> _Information supplied_:
use super::{DeleteResult, FindOptions, IndexSpec, InsertManyResult, InsertOneResult, UpdateResult};
use crate::cursor::DocumentCursor;
use crate::errors::DocScanResult;
use bson::Document;
use std::ops::Deref;
use std::sync::Arc;

/// A collection of a document store.
///
/// Implementations are the external collaborator of docscan: every call may
/// block on the store and may fail. They must be safe to share between
/// threads; docscan itself never calls one concurrently with itself.
pub trait CollectionProvider: Send + Sync {
    /// Counts the documents matching `filter`.
    fn count(&self, filter: &Document) -> DocScanResult<u64>;

    /// Opens a cursor over the documents matching `filter`.
    ///
    /// The cursor honours the projection, sort and `(skip, limit)` of
    /// `options`.
    fn find(&self, filter: &Document, options: &FindOptions) -> DocScanResult<DocumentCursor>;

    /// Returns the first document matching `filter`, if any.
    fn find_one(
        &self,
        filter: &Document,
        projection: Option<&Document>,
    ) -> DocScanResult<Option<Document>>;

    /// Inserts a document, generating its `_id` when absent.
    fn insert_one(&self, document: Document) -> DocScanResult<InsertOneResult>;

    /// Inserts several documents in order.
    fn insert_many(&self, documents: Vec<Document>) -> DocScanResult<InsertManyResult>;

    /// Replaces the first document matching `filter`. With `upsert`, inserts
    /// `replacement` when nothing matches.
    fn replace_one(
        &self,
        filter: &Document,
        replacement: Document,
        upsert: bool,
    ) -> DocScanResult<UpdateResult>;

    /// Applies an update document (`$set`, `$unset`, `$inc`, ...) to the first match.
    fn update_one(&self, filter: &Document, update: &Document) -> DocScanResult<UpdateResult>;

    /// Applies an update document to every match.
    fn update_many(&self, filter: &Document, update: &Document) -> DocScanResult<UpdateResult>;

    /// Deletes the first document matching `filter`.
    fn delete_one(&self, filter: &Document) -> DocScanResult<DeleteResult>;

    /// Deletes every document matching `filter`.
    fn delete_many(&self, filter: &Document) -> DocScanResult<DeleteResult>;

    /// Creates an index on this collection.
    fn create_index(&self, index: &IndexSpec) -> DocScanResult<()>;

    /// Name of this collection.
    fn name(&self) -> String;
}

/// Cloneable handle on a [`CollectionProvider`].
#[derive(Clone)]
pub struct Collection {
    inner: Arc<dyn CollectionProvider>,
}

impl Collection {
    pub fn new<T: CollectionProvider + 'static>(inner: T) -> Self {
        Collection {
            inner: Arc::new(inner),
        }
    }
}

impl Deref for Collection {
    type Target = Arc<dyn CollectionProvider>;

    fn deref(&self) -> &Self::Target {
        &self.inner
    }
}
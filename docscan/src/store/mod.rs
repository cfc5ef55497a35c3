//! Store backends.
//!
//! A store hands out [`Collection`](crate::collection::Collection) handles and
//! owns the connection they share. Backends are pluggable through
//! [`StoreProvider`] and are opened by a [`StoreConnector`]:
//!
//! - **In-memory**: [`memory::InMemoryConnector`], for tests and embedded use
//! - **MongoDB**: `mongo::MongoConnector`, behind the `mongodb` feature

mod document_store;
pub mod memory;
#[cfg(feature = "mongodb")]
pub mod mongo;

pub use document_store::*;
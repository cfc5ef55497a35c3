use crate::common::DEFAULT_PAGE_SIZE;
use crate::cursor::{Cursor, ScopedCursor};
use crate::errors::{DocScanError, DocScanResult, ErrorKind};
use crate::scan::{empty_result, ScanWindow};
use serde::{Deserialize, Serialize};

/// Metadata describing one page of a result set.
///
/// A `Page` is computed by [`paginate`] and never changes afterwards. It does
/// not check that `page_no` lies within `1..=total_pages`; a page past the end
/// is described as such (`is_last_page` is then false) and it is up to the
/// caller to check.
#[derive(Debug, Clone, Copy, PartialEq, Eq, Serialize, Deserialize)]
pub struct Page {
    page_no: u64,
    page_size: u64,
    #[serde(rename = "total_page")]
    total_pages: u64,
    total_count: u64,
    #[serde(rename = "first_page")]
    is_first_page: bool,
    #[serde(rename = "last_page")]
    is_last_page: bool,
}

impl Page {
    pub fn page_no(&self) -> u64 {
        self.page_no
    }

    pub fn page_size(&self) -> u64 {
        self.page_size
    }

    pub fn total_pages(&self) -> u64 {
        self.total_pages
    }

    pub fn total_count(&self) -> u64 {
        self.total_count
    }

    pub fn is_first_page(&self) -> bool {
        self.is_first_page
    }

    pub fn is_last_page(&self) -> bool {
        self.is_last_page
    }

    /// Whether `page_no` points at an existing page.
    pub fn is_in_range(&self) -> bool {
        self.page_no >= 1 && self.page_no <= self.total_pages
    }

    /// The single window holding this page's documents.
    ///
    /// Returns `None` when the offset does not fit in a `u64`.
    pub fn window(&self) -> Option<ScanWindow> {
        let skip = self.page_no.saturating_sub(1).checked_mul(self.page_size)?;
        Some(ScanWindow::new(skip, self.page_size))
    }
}

/// Describes page `page_no` of `total_count` documents split in pages of
/// `page_size`.
///
/// A `page_size` of zero falls back to [`DEFAULT_PAGE_SIZE`]. An empty result
/// has exactly one (empty) page, so page 1 of nothing is both the first and
/// the last page.
///
/// # Examples
///
/// ```rust
/// use docscan::scan::paginate;
///
/// let page = paginate(12, 3, 5);
/// assert_eq!(page.total_pages(), 3);
/// assert!(page.is_last_page());
/// ```
pub fn paginate(total_count: u64, page_no: u64, page_size: u64) -> Page {
    let page_size = if page_size == 0 {
        DEFAULT_PAGE_SIZE
    } else {
        page_size
    };

    let total_pages = if total_count == 0 {
        1
    } else {
        total_count.div_ceil(page_size)
    };

    Page {
        page_no,
        page_size,
        total_pages,
        total_count,
        is_first_page: page_no == 1,
        is_last_page: page_no == total_pages,
    }
}

/// Fetches the single window of page `page_no` and hands each document to
/// `visit`.
///
/// The returned page is computed from `total_count` as counted before the
/// fetch; concurrent writes between the count and the fetch are not
/// reflected. The cursor is closed on every exit.
///
/// # Errors
///
/// * `InvalidArgument` when `page_no` is zero or the page offset overflows.
/// * `EmptyResult` without fetching when `total_count` is zero.
/// * Any error of `fetch`, of the cursor or of `visit`, unchanged.
pub fn fetch_page<T, C, F, V>(
    total_count: u64,
    page_no: u64,
    page_size: u64,
    fetch: F,
    mut visit: V,
) -> DocScanResult<Page>
where
    C: Cursor<T>,
    F: FnOnce(ScanWindow) -> DocScanResult<C>,
    V: FnMut(T) -> DocScanResult<()>,
{
    if page_no == 0 {
        log::error!("Page numbers start at 1");
        return Err(DocScanError::new(
            "Page numbers start at 1",
            ErrorKind::InvalidArgument,
        ));
    }

    if total_count == 0 {
        log::debug!("Nothing to page through");
        return Err(empty_result());
    }

    let page = paginate(total_count, page_no, page_size);
    let window = page.window().ok_or_else(|| {
        log::error!("Offset of page {} overflows", page_no);
        DocScanError::new(
            &format!("Offset of page {} with size {} overflows", page_no, page.page_size()),
            ErrorKind::InvalidArgument,
        )
    })?;

    if !page.is_in_range() {
        log::debug!("Page {} is past the last page {}", page_no, page.total_pages());
    }

    let mut cursor = ScopedCursor::new(fetch(window)?);
    for item in cursor.by_ref() {
        visit(item?)?;
    }
    cursor.close()?;

    Ok(page)
}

> _Try it_: From the first line of the records through the line with "a document, generating", retype everything word for word, including both ends.

> _Solved problem_:
use super::{DeleteResult, FindOptions, IndexSpec, InsertManyResult, InsertOneResult, UpdateResult};
use crate::cursor::DocumentCursor;
use crate::errors::DocScanResult;
use bson::Document;
use std::ops::Deref;
use std::sync::Arc;

/// A collection of a document store.
///
/// Implementations are the external collaborator of docscan: every call may
/// block on the store and may fail. They must be safe to share between
/// threads; docscan itself never calls one concurrently with itself.
pub trait CollectionProvider: Send + Sync {
    /// Counts the documents matching `filter`.
    fn count(&self, filter: &Document) -> DocScanResult<u64>;

    /// Opens a cursor over the documents matching `filter`.
    ///
    /// The cursor honours the projection, sort and `(skip, limit)` of
    /// `options`.
    fn find(&self, filter: &Document, options: &FindOptions) -> DocScanResult<DocumentCursor>;

    /// Returns the first document matching `filter`, if any.
    fn find_one(
        &self,
        filter: &Document,
        projection: Option<&Document>,
    ) -> DocScanResult<Option<Document>>;

    /// Inserts a document, generating its `_id` when absent.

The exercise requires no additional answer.